Justice Nisar said according to Article 25-A of the Constitution ‘free and compulsory education” is a fundamental right of all children aged 5 to 16 and it is the responsibility of the state to provide free education to them.


The CJP also praised the new judicial complex in Charsadda and said it is one of the best judicial complexes in the world. However, he added a building is just a structure and it is personalities that make the institutions.

“Institutions are not made up of buildings but of people and personalities, who strictly adhere to laws and the Constitution.

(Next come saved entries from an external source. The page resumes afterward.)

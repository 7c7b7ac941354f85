//! In-memory index from (role, resource) to granted actions.

use std::collections::HashMap;

use super::models::{ActionSet, PolicyRule, RoleName};

/// Granted actions grouped by role, then by exact resource string.
#[derive(Debug, Clone, Default)]
pub struct PolicyIndex {
    grants: HashMap<RoleName, HashMap<String, ActionSet>>,
    rule_count: usize,
}

impl PolicyIndex {
    /// Group `rules` by (role, resource). Repeated rules collapse.
    pub fn build(rules: &[PolicyRule]) -> Self {
        let mut grants: HashMap<RoleName, HashMap<String, ActionSet>> = HashMap::new();
        for rule in rules {
            grants
                .entry(rule.role.clone())
                .or_default()
                .entry(rule.resource.clone())
                .or_default()
                .insert(rule.action);
        }

        let rule_count = grants
            .values()
            .flat_map(|resources| resources.values())
            .map(|actions| actions.len())
            .sum();

        Self { grants, rule_count }
    }

    /// Actions granted to `role` on exactly `resource`. Empty when nothing matches.
    pub fn actions_for(&self, role: &str, resource: &str) -> ActionSet {
        self.grants
            .get(role)
            .and_then(|resources| resources.get(resource))
            .copied()
            .unwrap_or_default()
    }

    /// Resources with at least one grant for `role`.
    pub fn resources_for<'a>(
        &'a self,
        role: &str,
    ) -> impl Iterator<Item = (&'a str, ActionSet)> + 'a {
        self.grants
            .get(role)
            .into_iter()
            .flat_map(|resources| resources.iter().map(|(r, a)| (r.as_str(), *a)))
    }

    /// Roles with at least one grant.
    pub fn roles(&self) -> impl Iterator<Item = &RoleName> {
        self.grants.keys()
    }

    /// Number of distinct (role, resource, action) rules indexed.
    pub fn len(&self) -> usize {
        self.rule_count
    }

    pub fn is_empty(&self) -> bool {
        self.rule_count == 0
    }
}
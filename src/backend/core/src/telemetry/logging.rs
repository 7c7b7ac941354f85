//! Structured logging with JSON, pretty and compact formats.

use serde::Deserialize;
use std::collections::HashMap;
use tracing_subscriber::{fmt, layer::SubscriberExt, util::SubscriberInitExt, EnvFilter};

/// Logging configuration.
#[derive(Debug, Clone, Deserialize)]
pub struct LoggingConfig {
    /// Global log level or filter directive (e.g. `info`, `gatekeeper_core=debug`)
    #[serde(default = "default_log_level")]
    pub level: String,

    /// Log format (json, pretty or compact)
    #[serde(default)]
    pub format: LogFormat,

    /// Per-module log levels
    #[serde(default)]
    pub module_levels: HashMap<String, String>,

    /// Whether to include file/line information
    #[serde(default)]
    pub include_location: bool,

    /// Whether to include thread information
    #[serde(default)]
    pub include_thread: bool,

    /// Whether to include target (module path)
    #[serde(default = "default_include_target")]
    pub include_target: bool,
}

impl Default for LoggingConfig {
    fn default() -> Self {
        Self {
            level: default_log_level(),
            format: LogFormat::default(),
            module_levels: HashMap::new(),
            include_location: false,
            include_thread: false,
            include_target: default_include_target(),
        }
    }
}

/// Log output format.
#[derive(Debug, Clone, Copy, Default, Deserialize, PartialEq, Eq)]
#[serde(rename_all = "lowercase")]
pub enum LogFormat {
    /// JSON format for production/structured logging
    #[default]
    Json,
    /// Pretty format for development
    Pretty,
    /// Compact single-line format
    Compact,
}

fn default_log_level() -> String {
    std::env::var("RUST_LOG").unwrap_or_else(|_| "info".to_string())
}

fn default_include_target() -> bool {
    true
}

impl LoggingConfig {
    /// Build the subscriber filter from the global level and module overrides.
    pub fn env_filter(&self) -> anyhow::Result<EnvFilter> {
        let mut filter = EnvFilter::try_new(&self.level)?;
        for (module, level) in &self.module_levels {
            filter = filter.add_directive(format!("{}={}", module, level).parse()?);
        }
        Ok(filter)
    }
}

/// Initialize the global tracing subscriber.
///
/// Logs go to stderr so command output on stdout stays machine-readable.
///
/// # Errors
///
/// Returns an error if the filter is invalid or a subscriber is already set.
pub fn init_logging(config: &LoggingConfig) -> anyhow::Result<()> {
    let filter = config.env_filter()?;

    match config.format {
        LogFormat::Json => {
            let fmt_layer = fmt::layer()
                .json()
                .with_writer(std::io::stderr)
                .with_file(config.include_location)
                .with_line_number(config.include_location)
                .with_thread_ids(config.include_thread)
                .with_target(config.include_target);

            tracing_subscriber::registry()
                .with(filter)
                .with(fmt_layer)
                .try_init()?;
        }
        LogFormat::Pretty => {
            let fmt_layer = fmt::layer()
                .pretty()
                .with_writer(std::io::stderr)
                .with_file(config.include_location)
                .with_line_number(config.include_location)
                .with_thread_ids(config.include_thread)
                .with_target(config.include_target);

            tracing_subscriber::registry()
                .with(filter)
                .with(fmt_layer)
                .try_init()?;
        }
        LogFormat::Compact => {
            let fmt_layer = fmt::layer()
                .compact()
                .with_writer(std::io::stderr)
                .with_file(config.include_location)
                .with_line_number(config.include_location)
                .with_thread_ids(config.include_thread)
                .with_target(config.include_target);

            tracing_subscriber::registry()
                .with(filter)
                .with(fmt_layer)
                .try_init()?;
        }
    }

    Ok(())
}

Nations of the world have achieved development and progress due to strong institutions, independent judicial system, quality education and statesmanship.”

Mian Saqib said unnecessary adjournments caused delays in the dispensation of justice and urged lawyers to cooperate for swift justice to litigants within the parameters of existing laws.

He said time has come for the judiciary to deliver, adding that active role of judges and lawyers is equally important in his mission of swift justice to all.

Earlier, the Charsadda bar president and members welcomed the CJP upon his arrival and apprised him of salient features of the building constructed at the cost of Rs854 million. The top judge was accompanied by Justice Umar Ata Bandial and Peshawar High Court Chief Justice Yahya Afridi.

He also visited Charasadda District Headquarters Hospital, where he showed dissatisfaction over non-availability of rabies vaccine and other lifesaving drugs. He also inspected hospital’s emergency unit.